1. DOJ chief told: go slow vs Ampatuans
MANILA, Philippines -- Acting Justice Secretary Agnes Devanadera has indicated that she is being pressured to go slow in pinning down members of the Ampatuan clan in connection with the Maguindanao massacre.
Devanadera, the concurrent solicitor-general, said a person whom she refused to identify relayed to her a message asking her to take it easy in prosecuting the members of the influential Maguindanao clan.
“They were asking that the Ampatuans not be pinned down,” Devanadera told reporters in a news conference.
Asked who sent the message, Devanadera said: “That’s just for me to know.”
Devanadera said all the judges in the Cotabato City regional trial court have gone on leave. Asked if they were afraid to handle the case against Datu Unsay Mayor Andal Ampatuan, Jr., the prime suspect in the massacre, the justice secretary said: “Officially, they are on leave.”
Devanadera suggested that judges and prosecutors with jurisdiction over the killings in Maguindanao took leaves of absence in consideration of their safety.
“They also received messages. Text messages. Information relayed to them,” Devanadera said.Devanadera said she appointed the City Prosecutor of General Santos, Edilberto Jamora, to handle the gathering of evidence and the filing of cases before the courts.
Asked if it was safe to assume that the judges also received the same threats, Devanadera said: “Yes.”
Devanadera said the filing of murder charges against Andal, Jr., before a Cotabato City judge was done with heightened security.
She has asked the Supreme Court to transfer the venue of the trial against Ampatuan to Manila.
source: the inquirer
2. Ampatuans want trial in Cotabato City
COTABATO CITY, Philippines – (UPDATE) The family of Datu Unsay Mayor Andal Ampatuan Jr. wants his trial for the Maguindanao massacre to be held in this city and claims it would be too much of a financial burden on them if the trial were held in Manila.
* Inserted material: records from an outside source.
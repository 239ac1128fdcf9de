//! Route definitions for the `/bids` resource.
//!
//! Path parameters share the name `{id}` at each position; for `list` and
//! `reviews` it holds a tender id.

use axum::routing::{get, patch, post, put};
use axum::Router;

use crate::handlers::bid;
use crate::state::AppState;

/// Routes mounted at `/bids`.
///
/// ```text
/// POST   /new                       -> create
/// GET    /my                        -> list_mine
/// GET    /{id}/list                 -> list_for_tender
/// GET    /{id}/reviews              -> reviews
/// GET    /{id}/status               -> get_status
/// PUT    /{id}/status               -> set_status
/// PATCH  /{id}/edit                 -> edit
/// PUT    /{id}/submit_decision      -> submit_decision
/// PUT    /{id}/feedback             -> feedback
/// PUT    /{id}/rollback/{version}   -> rollback
/// ```
pub fn router() -> Router<AppState> {
    Router::new()
        .route("/new", post(bid::create))
        .route("/my", get(bid::list_mine))
        .route("/{id}/list", get(bid::list_for_tender))
        .route("/{id}/reviews", get(bid::reviews))
        .route("/{id}/status", get(bid::get_status).put(bid::set_status))
        .route("/{id}/edit", patch(bid::edit))
        .route("/{id}/submit_decision", put(bid::submit_decision))
        .route("/{id}/feedback", put(bid::feedback))
        .route("/{id}/rollback/{version}", put(bid::rollback))
}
Lawyer Phillip Pantojan, one of the lead counsels of Andal Jr., the prime suspect in the Nov. 23 massacre of 57 people, said a transfer of venue would be too costly for the accused and his witnesses.
“We want no transfer of trial. We want it in Cotabato City. It would be a financial burden for the Ampatuans if we will make the trial in Manila,” he told the Inquirer by phone.
In a one page-letter, citing security reasons, Devanadera asked Chief Justice Reynato Puno to "transfer the case to any court in Manila or Quezon City."
Devanadera said witnesses are afraid to go to court if the trial will be in Cotabato. She added that judges in Cotabato are also on leave.
While the multiple murder charges are being filed against Andal Jr. at the Hall of Justice here, the military prevented the Ampatuans from leaving their homes in Shariff Aguak town.
Motorists coming to this city were prevented by the military from traveling along a highway a few kilometers away from Ampatuan mansions....Lieutenant Colonel Jonathan Ponce, 6th Infantry Division spokesperson, denied that they were prohibiting commuters, media and health workers from using a highway.
read more @ inquirer
3. US suspends projects in Maguindanao
MANILA, Philippines—The United States has indefinitely suspended its development projects in Maguindanao in the aftermath of the massacre in the province due to security concerns, US Ambassador to Manila Kristie Kenney said Wednesday night.
At least 64 people, including at least 32 journalists, were shot dead by militiamen allegedly on orders of Datu Unsay Mayor Andal Ampatuan Jr. on November 23.
“Yes, we have suspended it, but only in Maguindanao. I don’t want any of our employees to get hurt. I think it’s normal when you have a massacre like that and you don’t know who’s behind it or what happened,” Kenney told reporters at the sidelines of the Christmas lighting at the US embassy in Manila.
“I don’t want to put a time on it because we want it done right. Of course, we all want the investigation and the prosecution to be done quickly, fairly and thoroughly,” she added.
These projects include building classrooms, school libraries, roads, and boat landing areas, and putting up solar panels.
Other US projects in Mindanao, she added, continue as they are more vital now than ever. [i wonder what they are???? - ed.]
“So as soon as it looks like it’s safe, we will be back at work. I don’t want to suspend them for any longer than necessary,” she stressed.
Describing the massive assault as amazing and of horrific proportions, she urged the Philippine government not to allow it to happen again. She said such incidents have no place in a civilized country like the Philippines.
“I’m not an expert (who can identify) on what to field to have the right kind of security situation, but it’s clear that the government should make sure it can never happen again,” Kenney said when asked about her views on suggestions to put Maguindanao under martial law.
“What’s most important is that they investigate and bring the perpetrators to justice. You’re a civilized country. You can’t have this kind of occurrence. It’s something you could have never imagined,” she added.